(Saved entries)
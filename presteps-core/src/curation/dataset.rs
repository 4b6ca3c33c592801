//! Training dataset output

use std::fmt;
use std::io::{self, Write};
use std::path::{Path, PathBuf};
use std::str::FromStr;

use rand::rngs::StdRng;
use rand::seq::SliceRandom;
use rand::SeedableRng;
use serde::Serialize;
use tracing::info;

use super::labels::TrainingRecord;
use crate::atomic::write_atomic_with;
use crate::error::{ConfigError, Result};

/// File layout of a written dataset
#[derive(Debug, Clone, Copy, PartialEq, Eq, Default)]
pub enum DatasetFormat {
    /// One JSON array
    #[default]
    Json,
    /// One JSON object per line
    JsonLines,
    /// Header row plus one row per record; the box is split into
    /// `x0,y0,x1,y1` and answer offsets are joined with `;`
    Csv,
}

impl DatasetFormat {
    pub fn extension(&self) -> &'static str {
        match self {
            DatasetFormat::Json => "json",
            DatasetFormat::JsonLines => "jsonl",
            DatasetFormat::Csv => "csv",
        }
    }

    /// Format implied by a file extension
    pub fn from_path(path: &Path) -> Option<Self> {
        path.extension()?.to_str()?.parse().ok()
    }
}

impl FromStr for DatasetFormat {
    type Err = String;

    fn from_str(s: &str) -> std::result::Result<Self, Self::Err> {
        match s.to_ascii_lowercase().as_str() {
            "json" => Ok(DatasetFormat::Json),
            "jsonl" | "ndjson" => Ok(DatasetFormat::JsonLines),
            "csv" => Ok(DatasetFormat::Csv),
            other => Err(format!("unknown dataset format: {other}")),
        }
    }
}

impl fmt::Display for DatasetFormat {
    fn fmt(&self, f: &mut fmt::Formatter<'_>) -> fmt::Result {
        f.write_str(self.extension())
    }
}

/// A row type the dataset writer can emit in every [`DatasetFormat`].
///
/// JSON forms use the `Serialize` impl as is. CSV has no nested values, so
/// each record type writes its own flat row.
pub trait DatasetRecord: Serialize + Clone {
    fn write_csv<W: io::Write>(&self, writer: &mut csv::Writer<W>) -> csv::Result<()>;
}

impl DatasetRecord for TrainingRecord {
    fn write_csv<W: io::Write>(&self, writer: &mut csv::Writer<W>) -> csv::Result<()> {
        writer.serialize(CsvRow::from(self))
    }
}

/// Answer offsets as one CSV cell, `;`-separated
pub(crate) fn join_offsets(offsets: &[usize]) -> String {
    offsets.iter().map(|o| o.to_string()).collect::<Vec<_>>().join(";")
}

#[derive(Serialize)]
struct CsvRow<'a> {
    text: &'a str,
    question_id: &'a str,
    expected_answer: &'a str,
    label: &'static str,
    score: f64,
    source: &'a str,
    page: usize,
    x0: f64,
    y0: f64,
    x1: f64,
    y1: f64,
    answer_start: String,
}

impl<'a> From<&'a TrainingRecord> for CsvRow<'a> {
    fn from(record: &'a TrainingRecord) -> Self {
        Self {
            text: &record.text,
            question_id: &record.question_id,
            expected_answer: &record.expected_answer,
            label: record.label.as_str(),
            score: record.score,
            source: &record.source,
            page: record.page,
            x0: record.bbox.x0,
            y0: record.bbox.y0,
            x1: record.bbox.x1,
            y1: record.bbox.y1,
            answer_start: join_offsets(&record.answer_start),
        }
    }
}

/// Record counts of a train/validation split
#[derive(Debug, Clone, Copy, PartialEq, Eq)]
pub struct SplitCounts {
    pub train: usize,
    pub val: usize,
}

/// Writes dataset records atomically. One writer owns a destination;
/// concurrent writers to the same path are not supported.
#[derive(Debug, Clone, Copy, Default)]
pub struct DatasetWriter {
    format: DatasetFormat,
}

impl DatasetWriter {
    pub fn new(format: DatasetFormat) -> Self {
        Self { format }
    }

    pub fn format(&self) -> DatasetFormat {
        self.format
    }

    /// Write all records to `destination` and return how many were written
    pub fn write<R: DatasetRecord>(&self, records: &[R], destination: &Path) -> Result<usize> {
        let format = self.format;
        write_atomic_with(destination, |writer| match format {
            DatasetFormat::Json => {
                serde_json::to_writer_pretty(&mut *writer, records)?;
                writeln!(writer)
            }
            DatasetFormat::JsonLines => {
                for record in records {
                    serde_json::to_writer(&mut *writer, record)?;
                    writeln!(writer)?;
                }
                Ok(())
            }
            DatasetFormat::Csv => {
                let mut csv_writer = csv::Writer::from_writer(&mut *writer);
                for record in records {
                    record.write_csv(&mut csv_writer)?;
                }
                csv_writer.flush()
            }
        })?;

        info!(
            path = %destination.display(),
            records = records.len(),
            format = %self.format,
            "wrote dataset"
        );
        Ok(records.len())
    }

    /// Shuffle with `seed`, hold out `val_ratio` of the records and write
    /// `train.<ext>` and `val.<ext>` into `dir`
    pub fn write_split<R: DatasetRecord>(
        &self,
        records: &[R],
        dir: &Path,
        val_ratio: f64,
        seed: u64,
    ) -> Result<SplitCounts> {
        if !(0.0..1.0).contains(&val_ratio) {
            return Err(ConfigError::InvalidValidationRatio(val_ratio).into());
        }

        let mut shuffled: Vec<&R> = records.iter().collect();
        shuffled.shuffle(&mut StdRng::seed_from_u64(seed));
        let val_len = (records.len() as f64 * val_ratio).round() as usize;
        let (val, train) = shuffled.split_at(val_len.min(records.len()));

        let train: Vec<R> = train.iter().map(|r| (*r).clone()).collect();
        let val: Vec<R> = val.iter().map(|r| (*r).clone()).collect();
        self.write(&train, &self.split_path(dir, "train"))?;
        self.write(&val, &self.split_path(dir, "val"))?;

        Ok(SplitCounts {
            train: train.len(),
            val: val.len(),
        })
    }

    pub fn split_path(&self, dir: &Path, name: &str) -> PathBuf {
        dir.join(format!("{name}.{}", self.format.extension()))
    }
}

#[cfg(test)]
mod tests {
    use super::*;
    use crate::curation::labels::Label;
    use crate::error::PrestepsError;
    use crate::geometry::BoundingBox;
    use std::fs;

    fn record(i: usize) -> TrainingRecord {
        TrainingRecord {
            text: format!("Emissions, \"scope {i}\": 120 tCO2e"),
            question_id: format!("Q{i}"),
            expected_answer: "120 tCO2e".to_string(),
            label: if i % 2 == 0 { Label::Positive } else { Label::Negative },
            score: 0.5 + i as f64 / 100.0,
            source: "acme.pdf".to_string(),
            page: i,
            bbox: BoundingBox::new(72.0, 700.0, 300.5, 712.0),
            answer_start: if i % 2 == 0 { vec![22] } else { vec![] },
        }
    }

    #[test]
    fn test_write_json() {
        let dir = tempfile::tempdir().unwrap();
        let path = dir.path().join("train.json");
        let records: Vec<TrainingRecord> = (0..3).map(record).collect();

        let written = DatasetWriter::default().write(&records, &path).unwrap();
        assert_eq!(written, 3);
        let parsed: Vec<TrainingRecord> = serde_json::from_str(&fs::read_to_string(&path).unwrap()).unwrap();
        assert_eq!(parsed, records);
    }

    #[test]
    fn test_write_jsonl() {
        let dir = tempfile::tempdir().unwrap();
        let path = dir.path().join("train.jsonl");
        let records: Vec<TrainingRecord> = (0..4).map(record).collect();
        DatasetWriter::new(DatasetFormat::JsonLines).write(&records, &path).unwrap();

        let content = fs::read_to_string(&path).unwrap();
        let lines: Vec<&str> = content.lines().collect();
        assert_eq!(lines.len(), 4);
        let first: TrainingRecord = serde_json::from_str(lines[0]).unwrap();
        assert_eq!(first, records[0]);
    }

    #[test]
    fn test_write_csv() {
        let dir = tempfile::tempdir().unwrap();
        let path = dir.path().join("train.csv");
        DatasetWriter::new(DatasetFormat::Csv)
            .write(&[record(0), record(1)], &path)
            .unwrap();

        let mut reader = csv::Reader::from_path(&path).unwrap();
        let headers = reader.headers().unwrap().clone();
        assert_eq!(
            headers.iter().collect::<Vec<_>>(),
            vec![
                "text", "question_id", "expected_answer", "label", "score", "source", "page", "x0", "y0",
                "x1", "y1", "answer_start"
            ]
        );
        let rows: Vec<csv::StringRecord> = reader.records().map(|r| r.unwrap()).collect();
        assert_eq!(rows.len(), 2);
        assert_eq!(&rows[0][0], "Emissions, \"scope 0\": 120 tCO2e");
        assert_eq!(&rows[0][3], "positive");
        assert_eq!(&rows[0][10], "712.0");
        assert_eq!(&rows[0][11], "22");
        assert_eq!(&rows[1][11], "");
    }

    #[test]
    fn test_empty_dataset() {
        let dir = tempfile::tempdir().unwrap();
        let path = dir.path().join("empty.json");
        assert_eq!(DatasetWriter::default().write::<TrainingRecord>(&[], &path).unwrap(), 0);
        let parsed: Vec<TrainingRecord> = serde_json::from_str(&fs::read_to_string(&path).unwrap()).unwrap();
        assert!(parsed.is_empty());
    }

    #[test]
    fn test_unwritable_destination_leaves_nothing() {
        let dir = tempfile::tempdir().unwrap();
        let path = dir.path().join("no_such_dir").join("train.json");
        let err = DatasetWriter::default().write(&[record(0)], &path).unwrap_err();
        assert!(matches!(err, PrestepsError::Write { .. }));
        assert!(!path.exists());
    }

    #[test]
    fn test_failed_write_keeps_prior_dataset() {
        let dir = tempfile::tempdir().unwrap();
        let path = dir.path().join("train.json");
        DatasetWriter::default().write(&[record(0)], &path).unwrap();
        let before = fs::read(&path).unwrap();

        // A directory at the destination makes the final rename fail
        let blocked = dir.path().join("blocked.json");
        fs::create_dir(&blocked).unwrap();
        fs::write(blocked.join("keep"), b"x").unwrap();
        assert!(DatasetWriter::default().write(&[record(1)], &blocked).is_err());
        assert!(blocked.join("keep").exists());

        assert_eq!(fs::read(&path).unwrap(), before);
        // Only the dataset and the blocking directory remain
        assert_eq!(fs::read_dir(dir.path()).unwrap().count(), 2);
    }

    #[test]
    fn test_write_split() {
        let dir = tempfile::tempdir().unwrap();
        let records: Vec<TrainingRecord> = (0..10).map(record).collect();
        let writer = DatasetWriter::new(DatasetFormat::JsonLines);

        let counts = writer.write_split(&records, dir.path(), 0.2, 42).unwrap();
        assert_eq!(counts, SplitCounts { train: 8, val: 2 });
        let train = fs::read_to_string(dir.path().join("train.jsonl")).unwrap();
        let val = fs::read_to_string(dir.path().join("val.jsonl")).unwrap();
        assert_eq!(train.lines().count(), 8);
        assert_eq!(val.lines().count(), 2);

        // Same seed, same split
        let again = tempfile::tempdir().unwrap();
        writer.write_split(&records, again.path(), 0.2, 42).unwrap();
        assert_eq!(fs::read_to_string(again.path().join("val.jsonl")).unwrap(), val);
    }

    #[test]
    fn test_write_split_rejects_bad_ratio() {
        let dir = tempfile::tempdir().unwrap();
        let err = DatasetWriter::default()
            .write_split(&[record(0)], dir.path(), 1.5, 1)
            .unwrap_err();
        assert!(matches!(err, PrestepsError::Config(ConfigError::InvalidValidationRatio(_))));
    }

    #[test]
    fn test_format_parsing() {
        assert_eq!("JSONL".parse::<DatasetFormat>(), Ok(DatasetFormat::JsonLines));
        assert_eq!(DatasetFormat::from_path(Path::new("out/train.csv")), Some(DatasetFormat::Csv));
        assert_eq!(DatasetFormat::from_path(Path::new("out/train")), None);
        assert!("xml".parse::<DatasetFormat>().is_err());
    }
}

**WHAT THIS TASK INVOLVES**
Locate the word "PartialEq" in the entries, and copy every line where it is found.

**WRITTEN ANSWER**
#[derive(Debug, Clone, Copy, PartialEq, Eq, Default)]
#[derive(Debug, Clone, Copy, PartialEq, Eq)]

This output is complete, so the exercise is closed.